Я взглянул на дона Хуана, стараясь отыскать нужные слова. Казалось, я вошел в состояние, необыкновенно обострившее мои умственные способности, и я старался не пропустить ни единого слова.
— Стань огромным! — приказал он мне с улыбкой. — Покончи с разумом! И тут я точно понял, что он имеет в виду. Я действительно знал, что могу сделать ощущение своей величины и свирепости настолько интенсивным, что, в самом деле, стану гигантом, возвышающимся над кустарником и обозревающим все вокруг нас.
Я попытался высказать свои мысли, но быстро прекратил это. Я понял, что дон Хуан знает все, что я думаю, и, очевидно, гораздо, гораздо больше.
Вдруг со мной произошло нечто необычное. Всякие размышления прекратились. Я буквально ощутил, как темное покрывало опустилось на меня и затуманило (затемнило) мои мысли. И я позволил своей разумности уйти с непринужденностью человека, которого ничто в мире не тревожит. Я был убежден, что если захочу рассеять это затемняющее покрывало, то все, что нужно будет для этого сделать — просто почувствовать, что прорываешься сквозь него.

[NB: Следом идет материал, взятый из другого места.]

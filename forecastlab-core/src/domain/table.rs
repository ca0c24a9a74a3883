//! Stage tables: aligned -> feature -> trainable -> per-horizon dataset.
//!
//! Each pipeline stage consumes the previous table by value and returns the
//! next type, so a stage can only ever mutate a table it built itself.

use chrono::{Days, NaiveDate};
use std::ops::Range;
use thiserror::Error;

use super::frame::{ColumnRole, Frame};
use super::matrix::{FeatureMatrix, MatrixError};

const TARGET_PREFIX: &str = "target_t+";

/// Column name of the forward-shifted target for horizon `h`.
pub fn target_column(horizon: u32) -> String {
    format!("{TARGET_PREFIX}{horizon}")
}

/// Inverse of [`target_column`].
pub fn parse_target_column(name: &str) -> Option<u32> {
    name.strip_prefix(TARGET_PREFIX)?.parse().ok()
}

#[derive(Debug, Error, PartialEq)]
pub enum TableError {
    #[error("duplicate column '{column}'")]
    DuplicateColumn { column: String },

    #[error("column '{column}' has {len} values for {rows} rows")]
    LengthMismatch {
        column: String,
        len: usize,
        rows: usize,
    },

    #[error("anchor column '{column}' not found")]
    MissingAnchor { column: String },

    #[error("target column '{column}' for horizon {horizon} not found")]
    MissingTarget { horizon: u32, column: String },

    #[error(transparent)]
    Matrix(#[from] MatrixError),
}

/// Output of the calendar aligner: one row per calendar day of the anchor's
/// span, anchor values untouched, exogenous gaps filled.
#[derive(Debug, Clone, PartialEq)]
pub struct AlignedTable {
    frame: Frame,
    anchor: String,
}

impl AlignedTable {
    pub(crate) fn new(frame: Frame, anchor: String) -> Self {
        Self { frame, anchor }
    }

    pub fn frame(&self) -> &Frame {
        &self.frame
    }

    pub fn anchor(&self) -> &str {
        &self.anchor
    }

    pub fn height(&self) -> usize {
        self.frame.height()
    }

    pub fn into_parts(self) -> (Frame, String) {
        (self.frame, self.anchor)
    }
}

/// Aligned table plus calendar, lag and rolling columns. Same row count.
#[derive(Debug, Clone, PartialEq)]
pub struct FeatureTable {
    frame: Frame,
    anchor: String,
}

impl FeatureTable {
    pub(crate) fn new(frame: Frame, anchor: String) -> Self {
        Self { frame, anchor }
    }

    pub fn frame(&self) -> &Frame {
        &self.frame
    }

    pub fn anchor(&self) -> &str {
        &self.anchor
    }

    pub fn height(&self) -> usize {
        self.frame.height()
    }

    pub fn into_parts(self) -> (Frame, String) {
        (self.frame, self.anchor)
    }
}

/// Rows whose anchor value and every requested target are present.
#[derive(Debug, Clone, PartialEq)]
pub struct TrainableTable {
    frame: Frame,
    anchor: String,
    horizons: Vec<u32>,
}

impl TrainableTable {
    /// Wrap a frame that already carries target columns (e.g. one read back
    /// from a persisted feature file).
    pub fn from_frame(frame: Frame, anchor: impl Into<String>, horizons: &[u32]) -> Result<Self, TableError> {
        let anchor = anchor.into();
        if !frame.has_column(&anchor) {
            return Err(TableError::MissingAnchor { column: anchor });
        }
        for &h in horizons {
            let column = target_column(h);
            if !frame.has_column(&column) {
                return Err(TableError::MissingTarget { horizon: h, column });
            }
        }
        Ok(Self {
            frame,
            anchor,
            horizons: horizons.to_vec(),
        })
    }

    pub fn frame(&self) -> &Frame {
        &self.frame
    }

    pub fn anchor(&self) -> &str {
        &self.anchor
    }

    pub fn horizons(&self) -> &[u32] {
        &self.horizons
    }

    pub fn height(&self) -> usize {
        self.frame.height()
    }

    pub fn is_empty(&self) -> bool {
        self.frame.is_empty()
    }

    /// Names of the model-input columns, in table order.
    pub fn feature_names(&self) -> Vec<&str> {
        self.frame.names_with_role(ColumnRole::is_feature)
    }

    /// Features and target for one horizon.
    ///
    /// Rows lacking this horizon's target are excluded (only possible for
    /// tables read back from disk; the target constructor never emits them).
    pub fn dataset(&self, horizon: u32) -> Result<HorizonDataset, TableError> {
        let column = target_column(horizon);
        let target = self
            .frame
            .column(&column)
            .ok_or(TableError::MissingTarget { horizon, column })?;

        let keep: Vec<bool> = target.values.iter().map(|v| v.is_some()).collect();
        let frame = if keep.iter().all(|k| *k) {
            self.frame.clone()
        } else {
            self.frame.filter_rows(&keep)
        };

        let target: Vec<f64> = frame
            .column(&target_column(horizon))
            .map(|c| c.values.iter().flatten().copied().collect())
            .unwrap_or_default();

        let feature_columns = frame
            .columns()
            .iter()
            .filter(|c| c.role.is_feature())
            .map(|c| (c.name.clone(), c.values.as_slice()))
            .collect();
        let features = FeatureMatrix::from_columns(feature_columns, frame.height())?;

        Ok(HorizonDataset {
            horizon,
            dates: frame.dates().to_vec(),
            features,
            target,
        })
    }
}

/// Aligned dates, feature matrix and target vector for one horizon.
#[derive(Debug, Clone, PartialEq)]
pub struct HorizonDataset {
    horizon: u32,
    dates: Vec<NaiveDate>,
    features: FeatureMatrix,
    target: Vec<f64>,
}

impl HorizonDataset {
    pub fn new(
        horizon: u32,
        dates: Vec<NaiveDate>,
        features: FeatureMatrix,
        target: Vec<f64>,
    ) -> Result<Self, TableError> {
        for (column, len) in [("features", features.n_rows()), ("target", target.len())] {
            if len != dates.len() {
                return Err(TableError::LengthMismatch {
                    column: column.to_string(),
                    len,
                    rows: dates.len(),
                });
            }
        }
        Ok(Self {
            horizon,
            dates,
            features,
            target,
        })
    }

    pub fn horizon(&self) -> u32 {
        self.horizon
    }

    pub fn len(&self) -> usize {
        self.dates.len()
    }

    pub fn is_empty(&self) -> bool {
        self.dates.is_empty()
    }

    pub fn dates(&self) -> &[NaiveDate] {
        &self.dates
    }

    pub fn features(&self) -> &FeatureMatrix {
        &self.features
    }

    pub fn target(&self) -> &[f64] {
        &self.target
    }

    /// `dates[row] + horizon` days.
    pub fn target_date(&self, row: usize) -> NaiveDate {
        let date = self.dates[row];
        date.checked_add_days(Days::new(u64::from(self.horizon)))
            .unwrap_or(date)
    }

    /// Rows `[range.start, range.end)` as a new dataset.
    pub fn slice(&self, range: Range<usize>) -> Result<HorizonDataset, TableError> {
        let features = self.features.slice_rows(range.clone())?;
        Ok(HorizonDataset {
            horizon: self.horizon,
            dates: self.dates[range.clone()].to_vec(),
            features,
            target: self.target[range].to_vec(),
        })
    }

    /// The last `n` rows (all rows when `n` exceeds the length).
    pub fn tail(&self, n: usize) -> Result<HorizonDataset, TableError> {
        let start = self.len().saturating_sub(n);
        self.slice(start..self.len())
    }
}
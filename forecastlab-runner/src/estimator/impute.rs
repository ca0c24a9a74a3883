//! Median imputation adapter.
//!
//! Medians are learned from the training rows only and reused unchanged at
//! prediction time, so no test-set statistic reaches the model.

use forecastlab_core::domain::FeatureMatrix;

use super::{check_columns, check_training, Estimator, EstimatorError, ModelArtifact, Predictor};

/// Wraps any estimator with per-column median fill.
#[derive(Debug, Clone)]
pub struct MedianImputer<E> {
    inner: E,
}

impl<E: Estimator> MedianImputer<E> {
    pub fn new(inner: E) -> Self {
        Self { inner }
    }
}

/// Median of the finite values of each column; 0.0 for a column with none.
pub fn column_medians(x: &FeatureMatrix) -> Vec<f64> {
    (0..x.n_cols())
        .map(|c| {
            let mut values: Vec<f64> = x.column_values(c).filter(|v| v.is_finite()).collect();
            median(&mut values).unwrap_or(0.0)
        })
        .collect()
}

fn median(values: &mut [f64]) -> Option<f64> {
    if values.is_empty() {
        return None;
    }
    values.sort_by(f64::total_cmp);
    let mid = values.len() / 2;
    Some(if values.len() % 2 == 0 {
        (values[mid - 1] + values[mid]) / 2.0
    } else {
        values[mid]
    })
}

impl<E: Estimator> Estimator for MedianImputer<E> {
    fn name(&self) -> &str {
        self.inner.name()
    }

    fn fit(&self, x: &FeatureMatrix, y: &[f64]) -> Result<Box<dyn Predictor>, EstimatorError> {
        check_training(x, y)?;
        let medians = column_medians(x);
        let inner = self.inner.fit(&x.fill_missing(&medians), y)?;
        Ok(Box::new(ImputedModel::new(medians, inner)))
    }
}

#[derive(Debug)]
pub struct ImputedModel {
    medians: Vec<f64>,
    inner: Box<dyn Predictor>,
}

impl ImputedModel {
    pub fn new(medians: Vec<f64>, inner: Box<dyn Predictor>) -> Self {
        Self { medians, inner }
    }
}

impl Predictor for ImputedModel {
    fn predict(&self, x: &FeatureMatrix) -> Result<Vec<f64>, EstimatorError> {
        check_columns(self.medians.len(), x)?;
        self.inner.predict(&x.fill_missing(&self.medians))
    }

    fn artifact(&self) -> Option<ModelArtifact> {
        Some(ModelArtifact::Imputed {
            medians: self.medians.clone(),
            inner: Box::new(self.inner.artifact()?),
        })
    }
}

Войдя в такое состояние, я почувствовал, что меня что-то гонит вперед, и я начал двигаться. Нечто заставляло мое тело перемещаться с одного места на другое. Я больше не чувствовал никакой усталости. Скорость и легкость, с которой я мог двигаться, приводили меня в восторг.

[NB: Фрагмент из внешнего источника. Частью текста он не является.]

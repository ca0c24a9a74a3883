//! Artifact persistence — CSV record tables, model JSON and the run summary.
//!
//! File names carry the horizon and model id but no timestamp, so rerunning
//! an identical configuration overwrites byte-identical files. JSON
//! artifacts include a `schema_version`; newer versions are rejected on load.

use serde::{Deserialize, Serialize};
use std::path::{Path, PathBuf};

use anyhow::{bail, Context, Result};
use forecastlab_core::domain::{BacktestRecord, ForecastRecord};
use forecastlab_core::fingerprint::DatasetHash;

use crate::estimator::{ModelArtifact, ModelKind};
use crate::metrics::ErrorMetrics;
use crate::scenario::ScenarioRecord;

pub const SCHEMA_VERSION: u32 = 1;

// ─── Paths ──────────────────────────────────────────────────────────

pub fn backtest_path(dir: &Path, horizon: u32, model: ModelKind) -> PathBuf {
    dir.join(format!("backtest_h{horizon}_{model}.csv"))
}

pub fn forecast_path(dir: &Path, horizon: u32, model: ModelKind) -> PathBuf {
    dir.join(format!("forecast_h{horizon}_{model}.csv"))
}

pub fn scenario_path(dir: &Path, horizon: u32, model: ModelKind) -> PathBuf {
    dir.join(format!("scenario_h{horizon}_{model}.csv"))
}

pub fn model_path(dir: &Path, horizon: u32, model: ModelKind) -> PathBuf {
    dir.join("models").join(format!("{model}_h{horizon}.json"))
}

pub fn summary_path(dir: &Path) -> PathBuf {
    dir.join("summary.json")
}

// ─── CSV export ─────────────────────────────────────────────────────

/// Columns: date_input, target_date, y_true, y_hat
pub fn export_backtest_csv(records: &[BacktestRecord]) -> Result<String> {
    let mut wtr = csv::Writer::from_writer(vec![]);
    wtr.write_record(["date_input", "target_date", "y_true", "y_hat"])?;
    for r in records {
        wtr.write_record([
            r.date_input.to_string(),
            r.target_date.to_string(),
            r.y_true.to_string(),
            r.y_hat.to_string(),
        ])?;
    }
    let data = wtr.into_inner().context("failed to flush CSV writer")?;
    String::from_utf8(data).context("CSV output is not valid UTF-8")
}

/// Columns: date_input, target_date, y_hat
pub fn export_forecast_csv(records: &[ForecastRecord]) -> Result<String> {
    let mut wtr = csv::Writer::from_writer(vec![]);
    wtr.write_record(["date_input", "target_date", "y_hat"])?;
    for r in records {
        wtr.write_record([
            r.date_input.to_string(),
            r.target_date.to_string(),
            r.y_hat.to_string(),
        ])?;
    }
    let data = wtr.into_inner().context("failed to flush CSV writer")?;
    String::from_utf8(data).context("CSV output is not valid UTF-8")
}

/// Columns: date_input, target_date, y_hat_scn
pub fn export_scenario_csv(records: &[ScenarioRecord]) -> Result<String> {
    let mut wtr = csv::Writer::from_writer(vec![]);
    wtr.write_record(["date_input", "target_date", "y_hat_scn"])?;
    for r in records {
        wtr.write_record([
            r.date_input.to_string(),
            r.target_date.to_string(),
            r.y_hat_scn.to_string(),
        ])?;
    }
    let data = wtr.into_inner().context("failed to flush CSV writer")?;
    String::from_utf8(data).context("CSV output is not valid UTF-8")
}

/// Read a backtest CSV written by [`export_backtest_csv`].
pub fn import_backtest_csv(path: &Path) -> Result<Vec<BacktestRecord>> {
    let mut rdr = csv::Reader::from_path(path)
        .with_context(|| format!("failed to open {}", path.display()))?;
    let mut records = Vec::new();
    for row in rdr.deserialize() {
        let record: BacktestRecord =
            row.with_context(|| format!("malformed backtest row in {}", path.display()))?;
        records.push(record);
    }
    Ok(records)
}

// ─── Model files ────────────────────────────────────────────────────

/// A fitted final model plus what it needs to be applied again.
#[derive(Debug, Clone, PartialEq, Serialize, Deserialize)]
pub struct ModelFile {
    pub schema_version: u32,
    pub model: ModelKind,
    pub horizon: u32,
    /// Feature columns, in the order the model expects them.
    pub feature_columns: Vec<String>,
    pub artifact: ModelArtifact,
}

impl ModelFile {
    pub fn new(model: ModelKind, horizon: u32, feature_columns: Vec<String>, artifact: ModelArtifact) -> Self {
        Self {
            schema_version: SCHEMA_VERSION,
            model,
            horizon,
            feature_columns,
            artifact,
        }
    }
}

pub fn save_model(file: &ModelFile, path: &Path) -> Result<()> {
    let json = serde_json::to_string(file).context("failed to serialize model")?;
    write_text(path, &json)
}

pub fn load_model(path: &Path) -> Result<ModelFile> {
    let json = std::fs::read_to_string(path)
        .with_context(|| format!("failed to read model {}", path.display()))?;
    let file: ModelFile = serde_json::from_str(&json)
        .with_context(|| format!("failed to parse model {}", path.display()))?;
    if file.schema_version > SCHEMA_VERSION {
        bail!(
            "unsupported schema version {} in {} (max supported: {})",
            file.schema_version,
            path.display(),
            SCHEMA_VERSION
        );
    }
    Ok(file)
}

// ─── Run summary ────────────────────────────────────────────────────

/// Metrics and fingerprints for one `train` invocation.
#[derive(Debug, Clone, PartialEq, Serialize, Deserialize)]
pub struct RunSummary {
    pub schema_version: u32,
    pub dataset_hash: DatasetHash,
    pub config_hash: String,
    pub seed: u64,
    pub anchor: String,
    pub runs: Vec<RunEntry>,
}

#[derive(Debug, Clone, PartialEq, Serialize, Deserialize)]
pub struct RunEntry {
    pub horizon: u32,
    pub model: ModelKind,
    pub trainable_rows: usize,
    pub folds: usize,
    pub metrics: ErrorMetrics,
}

pub fn export_summary(summary: &RunSummary) -> Result<String> {
    serde_json::to_string_pretty(summary).context("failed to serialize run summary")
}

pub fn import_summary(json: &str) -> Result<RunSummary> {
    let summary: RunSummary =
        serde_json::from_str(json).context("failed to deserialize run summary")?;
    if summary.schema_version > SCHEMA_VERSION {
        bail!(
            "unsupported schema version {} (max supported: {})",
            summary.schema_version,
            SCHEMA_VERSION
        );
    }
    Ok(summary)
}

/// Write `content` to `path`, creating parent directories.
pub fn write_text(path: &Path, content: &str) -> Result<()> {
    if let Some(parent) = path.parent().filter(|p| !p.as_os_str().is_empty()) {
        std::fs::create_dir_all(parent)
            .with_context(|| format!("failed to create directory {}", parent.display()))?;
    }
    std::fs::write(path, content).with_context(|| format!("failed to write {}", path.display()))
}

#[cfg(test)]
mod tests {
    use super::*;
    use chrono::NaiveDate;

    fn d(day: u32) -> NaiveDate {
        NaiveDate::from_ymd_opt(2024, 2, day).unwrap()
    }

    #[test]
    fn backtest_csv_layout() {
        let csv = export_backtest_csv(&[BacktestRecord {
            date_input: d(1),
            target_date: d(8),
            y_true: 2.5,
            y_hat: 2.75,
        }])
        .unwrap();
        assert_eq!(csv, "date_input,target_date,y_true,y_hat\n2024-02-01,2024-02-08,2.5,2.75\n");
    }

    #[test]
    fn forecast_csv_layout() {
        let csv = export_forecast_csv(&[ForecastRecord {
            date_input: d(3),
            target_date: d(10),
            y_hat: 10.0,
        }])
        .unwrap();
        assert_eq!(csv, "date_input,target_date,y_hat\n2024-02-03,2024-02-10,10\n");
    }

    #[test]
    fn empty_backtest_still_has_header() {
        assert_eq!(
            export_backtest_csv(&[]).unwrap(),
            "date_input,target_date,y_true,y_hat\n"
        );
    }

    #[test]
    fn backtest_file_reads_back() {
        let dir = tempfile::tempdir().unwrap();
        let path = backtest_path(dir.path(), 7, ModelKind::Ridge);
        let records = vec![BacktestRecord {
            date_input: d(1),
            target_date: d(8),
            y_true: 3.141592653589793,
            y_hat: -0.1,
        }];
        write_text(&path, &export_backtest_csv(&records).unwrap()).unwrap();
        assert_eq!(import_backtest_csv(&path).unwrap(), records);
    }

    #[test]
    fn file_names_follow_horizon_and_model() {
        let dir = Path::new("out");
        assert_eq!(backtest_path(dir, 7, ModelKind::Gbm), Path::new("out/backtest_h7_gbm.csv"));
        assert_eq!(forecast_path(dir, 30, ModelKind::Rf), Path::new("out/forecast_h30_rf.csv"));
        assert_eq!(model_path(dir, 7, ModelKind::Ridge), Path::new("out/models/ridge_h7.json"));
        assert_eq!(scenario_path(dir, 7, ModelKind::Mean), Path::new("out/scenario_h7_mean.csv"));
    }

    #[test]
    fn model_file_round_trip_and_version_gate() {
        let dir = tempfile::tempdir().unwrap();
        let path = model_path(dir.path(), 7, ModelKind::Mean);
        let file = ModelFile::new(
            ModelKind::Mean,
            7,
            vec!["henry_hub".into()],
            ModelArtifact::Constant { value: 3.25 },
        );
        save_model(&file, &path).unwrap();
        assert_eq!(load_model(&path).unwrap(), file);

        let mut future = file;
        future.schema_version = SCHEMA_VERSION + 1;
        std::fs::write(&path, serde_json::to_string(&future).unwrap()).unwrap();
        assert!(load_model(&path).unwrap_err().to_string().contains("unsupported schema version"));
    }

    #[test]
    fn summary_round_trip() {
        let summary = RunSummary {
            schema_version: SCHEMA_VERSION,
            dataset_hash: DatasetHash("abc".into()),
            config_hash: "def".into(),
            seed: 42,
            anchor: "henry_hub".into(),
            runs: vec![RunEntry {
                horizon: 7,
                model: ModelKind::Ridge,
                trainable_rows: 100,
                folds: 3,
                metrics: ErrorMetrics::compute(&[]),
            }],
        };
        let json = export_summary(&summary).unwrap();
        assert!(json.contains("\"schema_version\": 1"));
        assert_eq!(import_summary(&json).unwrap(), summary);
    }
}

Мое состояние нельзя было назвать ни ходьбой, ни полетом. Скорее, я переносился с невероятной легкостью. Движения тела только тогда становились резкими и неуклюжими, когда я пытался осмыслить их. Наслаждаясь ими и не размышляя, я погрузился в уникальное состояние такого физического счастья, какое до сих пор было мне совершенно незнакомо. Если у меня в жизни и были такие моменты, то они были столь кратковременны, что не оставили следа в моей памяти. Однако, испытав этот экстаз, я начал как бы смутно припоминать, что когда-то однажды уже пережил его, но затем все забыл.
Восторг от движения сквозь чапараль был таким интенсивным, что все остальное прекратилось. Единственным, существующим для меня, были те периоды радости и следующие за ними моменты, когда я прекращал движение и обнаруживал себя находящимся перед чапаралем.
Но еще более невероятным было телесное ощущение, что я возвышаюсь над кустарником, возникшее у меня с того момента, как я начал двигаться.
Вдруг я отчетливо увидел прямо перед собой ягуара. Он изо всех сил убегал прочь. Я почувствовал, как он старается не наступать на колючки кактусов. Несмотря на скорость, он ступал на землю очень осторожно.
Мне вдруг ужасно захотелось погнаться за ягуаром и напугать его до такой степени, чтобы он, забыв осторожность, покалечился колючками. Но тут мысль о том, как опасен может быть ягуар, если поранится, пронзила мой затихший ум. Эта мысль подействовала так, как если бы кто-то разбудил меня.
Когда я, наконец, понял, что мой мыслительный процесс восстановился, то обнаружил, что нахожусь у подножия невысоких скал. Оглядевшись, я в нескольких футах от себя увидел дона Хуана. Он выглядел измученным, был бледен и тяжело дышал.
— Что случилось, дон Хуан? — спросил я, прочистив свое пересохшее горло.
— Это ты расскажи мне, что случилось, — сказал он, задыхаясь. Я рассказал ему о своих ощущениях. Вдруг я понял, что прекрасно вижу вершину горы, находившуюся непосредственно в поле моего зрения. Это были последние минуты дня, и это означало, что я бежал или шел более двух часов.